If you knew the true distribution D, the ideal learning objective would be:

R(θ) = E_(x,y)~D [ L(f_θ(x), y) ]

This is called expected risk.

  • It measures average error in the real world
  • It is what you actually care about
  • It is uncomputable (because D is unknown)

This gap between what you want and what you can compute is the root of ML engineering.

0.1.6 Empirical risk (what training actually does)

Instead, you observe a dataset:

{ (x_1, y_1), …, (x_n, y_n) }

and minimize:

R^(θ) = (1/n) * Σ_(i=1..n) L( f_θ(x_i), y_i )

This is empirical risk minimization (ERM). Training = choosing parameters that minimize loss on observed samples.

Critical implication

You are optimizing performance on the past, hoping it generalizes to the future. Everything else in ML exists to control the damage caused by this hope.

0.1.7 Generalization: the central problem

The core ML question is not “How low can I make training loss?”

It is: “How close is empirical risk to expected risk?”

The difference between them is generalization error.

Generalization fails when:

  • the sample is not representative
  • the model is too flexible
  • the loss does not reflect reality
  • the data distribution changes

This is why validation sets, regularization, early stopping, and monitoring exist.

0.1.8 Why overfitting happens (without buzzwords)

Overfitting is not mysterious. It happens when:

  • your model family is rich enough to memorize noise
  • empirical risk keeps decreasing
  • expected risk starts increasing

ERM keeps finding parameters that explain quirks of the sample. Those quirks do not exist in D.
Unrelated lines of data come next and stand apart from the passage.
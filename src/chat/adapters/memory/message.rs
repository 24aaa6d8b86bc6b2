//! In-memory message repository.

use async_trait::async_trait;
use chrono::{DateTime, Utc};
use std::collections::{HashMap, HashSet};
use std::sync::{Arc, RwLock, RwLockReadGuard, RwLockWriteGuard};

use crate::chat::{
    domain::{ConversationId, Message, MessageId, UserId},
    ports::{MessageRepository, MessageRepositoryError, MessageRepositoryResult, PageRequest},
};

/// Thread-safe in-memory message repository.
///
/// Each conversation keeps an index ordered by `(created_at, insertion
/// order)`, so pages read back in creation order even when concurrent sends
/// are inserted out of order.
#[derive(Debug, Clone, Default)]
pub struct InMemoryMessageRepository {
    state: Arc<RwLock<InMemoryMessageState>>,
}

#[derive(Debug, Default)]
struct InMemoryMessageState {
    messages: HashMap<MessageId, Message>,
    conversation_index: HashMap<ConversationId, Vec<IndexEntry>>,
    next_insertion: u64,
}

#[derive(Debug, Clone, Copy)]
struct IndexEntry {
    created_at: DateTime<Utc>,
    insertion: u64,
    id: MessageId,
}

impl IndexEntry {
    const fn sort_key(&self) -> (DateTime<Utc>, u64) {
        (self.created_at, self.insertion)
    }
}

impl InMemoryMessageRepository {
    /// Creates an empty repository.
    #[must_use]
    pub fn new() -> Self {
        Self::default()
    }

    /// Returns the number of stored messages.
    ///
    /// Returns `0` if the internal lock is poisoned.
    #[must_use]
    pub fn len(&self) -> usize {
        self.state
            .read()
            .map(|state| state.messages.len())
            .unwrap_or(0)
    }

    /// Returns `true` if no messages are stored.
    #[must_use]
    pub fn is_empty(&self) -> bool {
        self.len() == 0
    }

    fn read(&self) -> MessageRepositoryResult<RwLockReadGuard<'_, InMemoryMessageState>> {
        self.state.read().map_err(|err| {
            MessageRepositoryError::persistence(std::io::Error::other(err.to_string()))
        })
    }

    fn write(&self) -> MessageRepositoryResult<RwLockWriteGuard<'_, InMemoryMessageState>> {
        self.state.write().map_err(|err| {
            MessageRepositoryError::persistence(std::io::Error::other(err.to_string()))
        })
    }
}

#[async_trait]
impl MessageRepository for InMemoryMessageRepository {
    async fn store(&self, message: &Message) -> MessageRepositoryResult<()> {
        let mut state = self.write()?;
        if state.messages.contains_key(&message.id()) {
            return Err(MessageRepositoryError::DuplicateMessage(message.id()));
        }

        let entry = IndexEntry {
            created_at: message.created_at(),
            insertion: state.next_insertion,
            id: message.id(),
        };
        state.next_insertion = state.next_insertion.saturating_add(1);

        let index = state
            .conversation_index
            .entry(message.conversation_id())
            .or_default();
        let position = index.partition_point(|existing| existing.sort_key() < entry.sort_key());
        index.insert(position, entry);
        state.messages.insert(message.id(), message.clone());
        Ok(())
    }

    async fn find_by_id(&self, id: MessageId) -> MessageRepositoryResult<Option<Message>> {
        let state = self.read()?;
        Ok(state.messages.get(&id).cloned())
    }

    async fn page_newest_first(
        &self,
        conversation_id: ConversationId,
        page: PageRequest,
    ) -> MessageRepositoryResult<Vec<Message>> {
        let state = self.read()?;
        let Some(index) = state.conversation_index.get(&conversation_id) else {
            return Ok(Vec::new());
        };
        Ok(index
            .iter()
            .rev()
            .skip(page.offset)
            .take(page.limit)
            .filter_map(|entry| state.messages.get(&entry.id).cloned())
            .collect())
    }

    async fn mark_read(
        &self,
        id: MessageId,
        reader: UserId,
        read_at: DateTime<Utc>,
    ) -> MessageRepositoryResult<Option<Message>> {
        let mut state = self.write()?;
        let Some(message) = state.messages.get_mut(&id) else {
            return Ok(None);
        };
        if message.mark_read(reader, read_at) {
            Ok(Some(message.clone()))
        } else {
            Ok(None)
        }
    }

    async fn mark_conversation_read(
        &self,
        conversation_id: ConversationId,
        reader: UserId,
        read_at: DateTime<Utc>,
    ) -> MessageRepositoryResult<Vec<Message>> {
        let mut guard = self.write()?;
        let state = &mut *guard;
        let Some(index) = state.conversation_index.get(&conversation_id) else {
            return Ok(Vec::new());
        };

        let mut transitioned = Vec::new();
        for entry in index {
            if let Some(message) = state.messages.get_mut(&entry.id) {
                if message.mark_read(reader, read_at) {
                    transitioned.push(message.clone());
                }
            }
        }
        Ok(transitioned)
    }

    async fn count_unread(
        &self,
        conversation_ids: &[ConversationId],
        reader: UserId,
    ) -> MessageRepositoryResult<u64> {
        let state = self.read()?;
        let wanted: HashSet<&ConversationId> = conversation_ids.iter().collect();
        let count = wanted
            .into_iter()
            .filter_map(|id| state.conversation_index.get(id))
            .flatten()
            .filter_map(|entry| state.messages.get(&entry.id))
            .filter(|message| message.is_unread_for(reader))
            .count();
        Ok(u64::try_from(count).unwrap_or(u64::MAX))
    }
}
//! `PostgreSQL` adapters for chat persistence.
//!
//! Diesel calls are synchronous, so every repository method checks a
//! connection out of the r2d2 pool inside [`tokio::task::spawn_blocking`].
//! The participant-pair uniqueness invariant is enforced by the
//! `idx_conversations_participant_pair` unique index.

mod conversation;
mod message;
mod models;
mod schema;

pub use conversation::PostgresConversationRepository;
pub use message::PostgresMessageRepository;

use diesel::PgConnection;
use diesel::r2d2::{ConnectionManager, Pool};

/// `PostgreSQL` connection pool shared by the chat repositories.
pub type ChatPgPool = Pool<ConnectionManager<PgConnection>>;

/// Builds a connection pool for `database_url`.
///
/// # Errors
///
/// Returns the r2d2 error when the initial connections cannot be opened.
pub fn build_pool(database_url: &str, max_size: u32) -> Result<ChatPgPool, diesel::r2d2::PoolError> {
    let manager = ConnectionManager::<PgConnection>::new(database_url);
    Pool::builder().max_size(max_size).build(manager)
}
//! Port contracts for the chat subsystem.
//!
//! Ports define infrastructure-agnostic interfaces used by the chat service:
//! the two stores it owns, the user directory and identity verifier it
//! consumes, and the sink it publishes domain events to.

pub mod conversation;
pub mod directory;
pub mod events;
pub mod identity;
pub mod message;

pub use conversation::{
    ConversationRepository, ConversationRepositoryError, ConversationRepositoryResult,
};
pub use directory::{DirectoryError, DirectoryResult, UserDirectory};
pub use events::EventPublisher;
pub use identity::{IdentityError, IdentityVerifier};
pub use message::{MessageRepository, MessageRepositoryError, MessageRepositoryResult, PageRequest};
Overfitting is a statistical consequence, not a moral failure.

0.1.9 Why “more data” often beats “better models”

Increasing data size n:

  • improves estimation of D
  • reduces variance of empirical risk
  • narrows the gap between empirical and expected loss

This is why simple models with massive data often outperform complex models with little data, and why production ML emphasizes data pipelines as much as modeling.

0.1.10 The engineering interpretation

  • Training optimizes a proxy, not reality
  • Loss functions are design decisions
  • Metrics are estimates with uncertainty
  • Models fail when assumptions break
  • Distribution shift is inevitable
  • You do not “train once and deploy forever”

You continuously manage approximation error.

0.1.11 Common failure patterns (exam-grade intuition)

  • Training loss ↓, validation loss ↑ → overfitting
  • Offline metric ↑, business metric ↓ → loss/metric mismatch
  • Validation metric stable, production metric ↓ → distribution shift
  • Model retrain causes instability → variance-dominated regime

All of these are consequences of expected vs empirical risk.

0.1.12 Chapter takeaway

If you remember only one thing

Machine learning is the art of minimizing the wrong objective in a controlled way.

Everything in Layer 0 exists to help you: understand how wrong it is, predict when it will break, and design systems that survive anyway.

Readiness Check

You should now be able to:

  • Explain the difference between expected and empirical risk
  • Explain why generalization is not guaranteed
  • Reason about overfitting without vague language
  • Justify why validation, regularization, and monitoring exist
  • Explain why “accuracy improving” can still mean “system getting worse”